Bassin du Congo : un capital carbone de plus de 1000 milliards $ encore sous-valorisé

Bassin du Congo : un capital carbone de plus de 1000 milliards $ encore sous-valorisé

Stéphanas Assocle

Contenu de l’article

(Agence Ecofin) – Deuxième plus grand massif forestier tropical au monde, après l’Amazonie, le bassin du Congo s’étend principalement sur six pays considérés comme centraux dans sa gouvernance forestière et environnementale. Cet écosystème reste encore largement sous-exploité notamment pour les services écologiques.

Les pays du bassin du Congo ne perçoivent qu’une part marginale de la valeur totale des services écosystémiques forestiers qu’ils fournissent au monde. Dans un rapport paru en août 2025, la Banque mondiale évalue à 1152 milliards $ la valeur monétaire totale des services rendus par les forêts du bassin du Congo en 2020, incluant la rétention du carbone, la régulation hydrologique, la biodiversité, la récolte de bois et les aliments sauvages (produits comestibles issus de la cueillette, de la chasse ou de la pêche non domestique).

Intitulé « Bassin du Congo : comptes des écosystèmes forestiers et recommandations politiques », le document souligne toutefois que la valeur nationale effectivement intégrée dans les économies des six pays centraux dans sa gouvernance (Cameroun, Centrafrique, RDC, Guinée équatoriale, Gabon et Congo) n’était que de 7,8 milliards de $ cette année-là.

Alors que la rétention du carbone représente à elle seule près de 99 % de la valeur monétaire estimée des services forestiers, sa contribution à l’économie nationale des  pays du bassin du Congo n’est que de 9 %.

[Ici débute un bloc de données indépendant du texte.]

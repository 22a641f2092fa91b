use axum::{extract::State, http::StatusCode, response::IntoResponse, Json};
use std::collections::HashMap;

use crate::core::metrics;
use crate::core::state::AppState;
use crate::schemas::{HealthResponse, RootResponse};

pub(crate) async fn root(State(state): State<AppState>) -> Json<RootResponse> {
    let response = RootResponse {
        message: state.settings().api().project_name.clone(),
        version: env!("CARGO_PKG_VERSION").to_string(),
        docs_url: format!("{}/docs", state.settings().api().api_v1_str),
    };

    Json(response)
}

pub(crate) async fn healthz(State(state): State<AppState>) -> Json<HealthResponse> {
    let mut status = "healthy".to_string();
    let mut components = HashMap::new();

    match sqlx::query("SELECT 1").execute(state.db()).await {
        Ok(_) => {
            components.insert("database".to_string(), "healthy".to_string());
        }
        Err(err) => {
            components.insert("database".to_string(), format!("unhealthy: {err}"));
            status = "unhealthy".to_string();
        }
    }

    Json(HealthResponse { service: "assessments-api".to_string(), status, components })
}

pub(crate) async fn metrics(State(state): State<AppState>) -> impl IntoResponse {
    if !state.settings().telemetry().prometheus_enabled {
        return StatusCode::NOT_FOUND.into_response();
    }

    match metrics::render() {
        Some(body) => ([(axum::http::header::CONTENT_TYPE, "text/plain; version=0.0.4")], body)
            .into_response(),
        None => StatusCode::SERVICE_UNAVAILABLE.into_response(),
    }
}
use time::{format_description::well_known::Rfc3339, OffsetDateTime, PrimitiveDateTime};

pub(crate) fn primitive_now_utc() -> PrimitiveDateTime {
    let now = OffsetDateTime::now_utc();
    PrimitiveDateTime::new(now.date(), now.time())
}

pub(crate) fn format_primitive(value: PrimitiveDateTime) -> String {
    value.assume_utc().format(&Rfc3339).unwrap_or_else(|_| value.assume_utc().to_string())
}

#[cfg(test)]
mod tests {
    use super::*;
    use time::{Date, Month, Time};

    #[test]
    fn format_primitive_outputs_utc_z() {
        let date = Date::from_calendar_date(2025, Month::March, 14).unwrap();
        let time = Time::from_hms(8, 5, 0).unwrap();
        let value = PrimitiveDateTime::new(date, time);
        assert_eq!(format_primitive(value), "2025-03-14T08:05:00Z");
    }

    #[test]
    fn primitive_now_is_close_to_wall_clock() {
        let now = primitive_now_utc().assume_utc();
        let delta = (OffsetDateTime::now_utc() - now).whole_seconds().abs();
        assert!(delta < 5);
    }
}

Ce paradoxe suggère une faible monétisation du capital carbone du bassin du Congo, ainsi qu’un accès limité aux mécanismes économiques de compensation ou de financement climatique. L’enjeu de mieux valoriser le service de rétention carbone est d’autant plus stratégique quand on sait que les forêts du bassin du Congo représentent le plus grand puits de carbone net au monde, avec près de 91 milliards de tonnes de carbone stockées en 2020, soit dix fois les émissions annuelles du secteur énergétique mondial.

Contenu de l’article

Ce que propose la Banque mondiale pour mieux valoriser le capital carbone

Pour la Banque mondiale, la clé réside dans la capacité des pays du bassin du Congo à mobiliser les financements climatiques et les marchés du carbone afin de transformer la conservation des forêts en moteur économique. L’institution recommande de renforcer la préparation et les capacités des pays pour accéder aux flux mondiaux de capitaux verts, en s’appuyant sur des mécanismes innovants qui récompensent la protection des forêts sur pied et la restauration des zones dégradées.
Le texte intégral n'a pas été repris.